## PROBLEM TO WORK ON:
Below is some data. Retype exactly the lines starting at the one with "let mut render_pass" and ending at the one with "let align = wgpu::COPY_BYTES_PER_ROW_ALIGNMENT;".

## Saved data entries:
^^^^^^^^^^^^^^^^
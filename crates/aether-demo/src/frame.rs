//! One offscreen atmosphere frame: scene inputs, the effect pass, and readback.

use std::sync::{Arc, mpsc};

use aether_config::Config;
use aether_effects::{AtmosphereEffect, AtmosphereError};
use aether_render::{DeviceHandle, MeshData, MeshError, MeshGeometry};

/// Scene depth and the atmosphere pass's optional depth attachment.
pub const DEPTH_FORMAT: wgpu::TextureFormat = wgpu::TextureFormat::Depth32Float;

/// Format of the lit scene texture the effect samples.
const LIT_FORMAT: wgpu::TextureFormat = wgpu::TextureFormat::Rgba8UnormSrgb;

#[derive(Debug, thiserror::Error)]
pub enum FrameError {
    #[error(transparent)]
    Atmosphere(#[from] AtmosphereError),

    #[error(transparent)]
    Mesh(#[from] MeshError),

    #[error("failed to map readback buffer: {0}")]
    Readback(#[from] wgpu::BufferAsyncError),

    #[error("readback callback was dropped")]
    ReadbackDropped,

    #[error("device poll failed: {0}")]
    Poll(#[from] wgpu::PollError),
}

type MapResult = Result<(), wgpu::BufferAsyncError>;

/// Wait for a buffer map once the device has been polled.
///
/// A failed poll means the map callback may never run, so it is reported
/// before blocking on the channel.
fn finish_readback(
    poll: Result<wgpu::PollStatus, wgpu::PollError>,
    mapped: &mpsc::Receiver<MapResult>,
) -> Result<(), FrameError> {
    poll?;
    mapped.recv().map_err(|_| FrameError::ReadbackDropped)??;
    Ok(())
}

/// Map a config colour-format name to a 4-byte-per-pixel texture format.
pub fn parse_color_format(name: &str) -> Option<wgpu::TextureFormat> {
    match name.to_ascii_lowercase().as_str() {
        "rgba8unorm" => Some(wgpu::TextureFormat::Rgba8Unorm),
        "rgba8unorm-srgb" => Some(wgpu::TextureFormat::Rgba8UnormSrgb),
        "bgra8unorm" => Some(wgpu::TextureFormat::Bgra8Unorm),
        "bgra8unorm-srgb" => Some(wgpu::TextureFormat::Bgra8UnormSrgb),
        _ => None,
    }
}

/// Checkerboard standing in for a lit scene, RGBA8.
pub fn checker_pixels(width: u32, height: u32) -> Vec<u8> {
    let mut pixels = Vec::with_capacity((width * height * 4) as usize);
    for y in 0..height {
        for x in 0..width {
            let light = ((x / 16) + (y / 16)) % 2 == 0;
            let value = if light { 200 } else { 60 };
            pixels.extend_from_slice(&[value, value, value, 255]);
        }
    }
    pixels
}

/// Average of the first three channels over tightly packed 4-byte pixels.
pub fn average_rgb(pixels: &[u8]) -> [f32; 3] {
    let count = (pixels.len() / 4).max(1) as f32;
    let mut sum = [0.0f32; 3];
    for pixel in pixels.chunks_exact(4) {
        for (acc, &channel) in sum.iter_mut().zip(pixel) {
            *acc += f32::from(channel) / 255.0;
        }
    }
    sum.map(|s| s / count)
}

fn create_texture(
    gpu: &DeviceHandle,
    label: &str,
    width: u32,
    height: u32,
    format: wgpu::TextureFormat,
    usage: wgpu::TextureUsages,
) -> wgpu::Texture {
    gpu.device().create_texture(&wgpu::TextureDescriptor {
        label: Some(label),
        size: wgpu::Extent3d {
            width,
            height,
            depth_or_array_layers: 1,
        },
        mip_level_count: 1,
        sample_count: 1,
        dimension: wgpu::TextureDimension::D2,
        format,
        usage,
        view_formats: &[],
    })
}

/// Render one frame and return the average colour of the target.
pub fn render_frame(
    gpu: &DeviceHandle,
    effect: &mut AtmosphereEffect,
    config: &Config,
    color_format: wgpu::TextureFormat,
) -> Result<[f32; 3], FrameError> {
    let width = config.render.target_width.max(1);
    let height = config.render.target_height.max(1);

    let scene_depth = create_texture(
        gpu,
        "scene-depth",
        width,
        height,
        DEPTH_FORMAT,
        wgpu::TextureUsages::RENDER_ATTACHMENT | wgpu::TextureUsages::TEXTURE_BINDING,
    );
    let scene_depth_view = Arc::new(scene_depth.create_view(&wgpu::TextureViewDescriptor::default()));

    let lit = create_texture(
        gpu,
        "scene-lit",
        width,
        height,
        LIT_FORMAT,
        wgpu::TextureUsages::TEXTURE_BINDING | wgpu::TextureUsages::COPY_DST,
    );
    gpu.queue().write_texture(
        wgpu::TexelCopyTextureInfo {
            texture: &lit,
            mip_level: 0,
            origin: wgpu::Origin3d::ZERO,
            aspect: wgpu::TextureAspect::All,
        },
        &checker_pixels(width, height),
        wgpu::TexelCopyBufferLayout {
            offset: 0,
            bytes_per_row: Some(width * 4),
            rows_per_image: None,
        },
        wgpu::Extent3d {
            width,
            height,
            depth_or_array_layers: 1,
        },
    );
    let lit_view = Arc::new(lit.create_view(&wgpu::TextureViewDescriptor::default()));

    let target = create_texture(
        gpu,
        "atmosphere-target",
        width,
        height,
        color_format,
        wgpu::TextureUsages::RENDER_ATTACHMENT | wgpu::TextureUsages::COPY_SRC,
    );
    let target_view = target.create_view(&wgpu::TextureViewDescriptor::default());

    let pass_depth_view = config.render.depth_enabled.then(|| {
        create_texture(
            gpu,
            "atmosphere-depth",
            width,
            height,
            DEPTH_FORMAT,
            wgpu::TextureUsages::RENDER_ATTACHMENT,
        )
        .create_view(&wgpu::TextureViewDescriptor::default())
    });

    effect.set_depth_texture(scene_depth_view.clone())?;
    effect.set_lit_texture(lit_view)?;

    let quad = MeshData::upload(gpu.device(), "fullscreen-quad", &MeshGeometry::fullscreen_quad())?;
    let input = effect.get_input_data(&quad)?;

    let mut encoder = gpu
        .device()
        .create_command_encoder(&wgpu::CommandEncoderDescriptor {
            label: Some("atmosphere-frame"),
        });

    // Empty scene: everything sits at the far plane.
    encoder.begin_render_pass(&wgpu::RenderPassDescriptor {
        label: Some("scene-depth-clear"),
        color_attachments: &[],
        depth_stencil_attachment: Some(wgpu::RenderPassDepthStencilAttachment {
            view: &scene_depth_view,
            depth_ops: Some(wgpu::Operations {
                load: wgpu::LoadOp::Clear(1.0),
                store: wgpu::StoreOp::Store,
            }),
            stencil_ops: None,
        }),
        timestamp_writes: None,
        occlusion_query_set: None,
        multiview_mask: None,
    });

    {
        let mut render_pass = encoder.begin_render_pass(&wgpu::RenderPassDescriptor {
            label: Some("atmosphere"),
            color_attachments: &[Some(wgpu::RenderPassColorAttachment {
                view: &target_view,
                resolve_target: None,
                ops: wgpu::Operations {
                    load: wgpu::LoadOp::Clear(wgpu::Color::BLACK),
                    store: wgpu::StoreOp::Store,
                },
                depth_slice: None,
            })],
            depth_stencil_attachment: pass_depth_view.as_ref().map(|view| {
                wgpu::RenderPassDepthStencilAttachment {
                    view,
                    depth_ops: Some(wgpu::Operations {
                        load: wgpu::LoadOp::Clear(1.0),
                        store: wgpu::StoreOp::Discard,
                    }),
                    stencil_ops: None,
                }
            }),
            timestamp_writes: None,
            occlusion_query_set: None,
            multiview_mask: None,
        });
        effect.apply(&mut render_pass)?;
        input.bind(&mut render_pass)?;
        input.draw(&mut render_pass);
    }

    let unpadded = width * 4;
    let align = wgpu::COPY_BYTES_PER_ROW_ALIGNMENT;
    let padded = unpadded.div_ceil(align) * align;
    let readback = gpu.device().create_buffer(&wgpu::BufferDescriptor {
        label: Some("atmosphere-readback"),
        size: u64::from(padded * height),
        usage: wgpu::BufferUsages::COPY_DST | wgpu::BufferUsages::MAP_READ,
        mapped_at_creation: false,
    });
    encoder.copy_texture_to_buffer(
        wgpu::TexelCopyTextureInfo {
            texture: &target,
            mip_level: 0,
            origin: wgpu::Origin3d::ZERO,
            aspect: wgpu::TextureAspect::All,
        },
        wgpu::TexelCopyBufferInfo {
            buffer: &readback,
            layout: wgpu::TexelCopyBufferLayout {
                offset: 0,
                bytes_per_row: Some(padded),
                rows_per_image: Some(height),
            },
        },
        wgpu::Extent3d {
            width,
            height,
            depth_or_array_layers: 1,
        },
    );
    gpu.queue().submit(Some(encoder.finish()));

    let slice = readback.slice(..);
    let (tx, rx) = mpsc::channel();
    slice.map_async(wgpu::MapMode::Read, move |result| {
        let _ = tx.send(result);
    });
    let poll = gpu.device().poll(wgpu::PollType::Wait {
        submission_index: None,
        timeout: None,
    });
    finish_readback(poll, &rx)?;

    let mapped = slice.get_mapped_range();
    let mut pixels = Vec::with_capacity((unpadded * height) as usize);
    for row in mapped.chunks_exact(padded as usize) {
        pixels.extend_from_slice(&row[..unpadded as usize]);
    }
    drop(mapped);
    readback.unmap();

    let mut average = average_rgb(&pixels);
    if matches!(
        color_format,
        wgpu::TextureFormat::Bgra8Unorm | wgpu::TextureFormat::Bgra8UnormSrgb
    ) {
        average.swap(0, 2);
    }
    Ok(average)
}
^^^^^^^^^^^^^^^^
## OUTPUT FOR THIS TASK:
        let mut render_pass = encoder.begin_render_pass(&wgpu::RenderPassDescriptor {
            label: Some("atmosphere"),
            color_attachments: &[Some(wgpu::RenderPassColorAttachment {
                view: &target_view,
                resolve_target: None,
                ops: wgpu::Operations {
                    load: wgpu::LoadOp::Clear(wgpu::Color::BLACK),
                    store: wgpu::StoreOp::Store,
                },
                depth_slice: None,
            })],
            depth_stencil_attachment: pass_depth_view.as_ref().map(|view| {
                wgpu::RenderPassDepthStencilAttachment {
                    view,
                    depth_ops: Some(wgpu::Operations {
                        load: wgpu::LoadOp::Clear(1.0),
                        store: wgpu::StoreOp::Discard,
                    }),
                    stencil_ops: None,
                }
            }),
            timestamp_writes: None,
            occlusion_query_set: None,
            multiview_mask: None,
        });
        effect.apply(&mut render_pass)?;
        input.bind(&mut render_pass)?;
        input.draw(&mut render_pass);
    }

    let unpadded = width * 4;
    let align = wgpu::COPY_BYTES_PER_ROW_ALIGNMENT;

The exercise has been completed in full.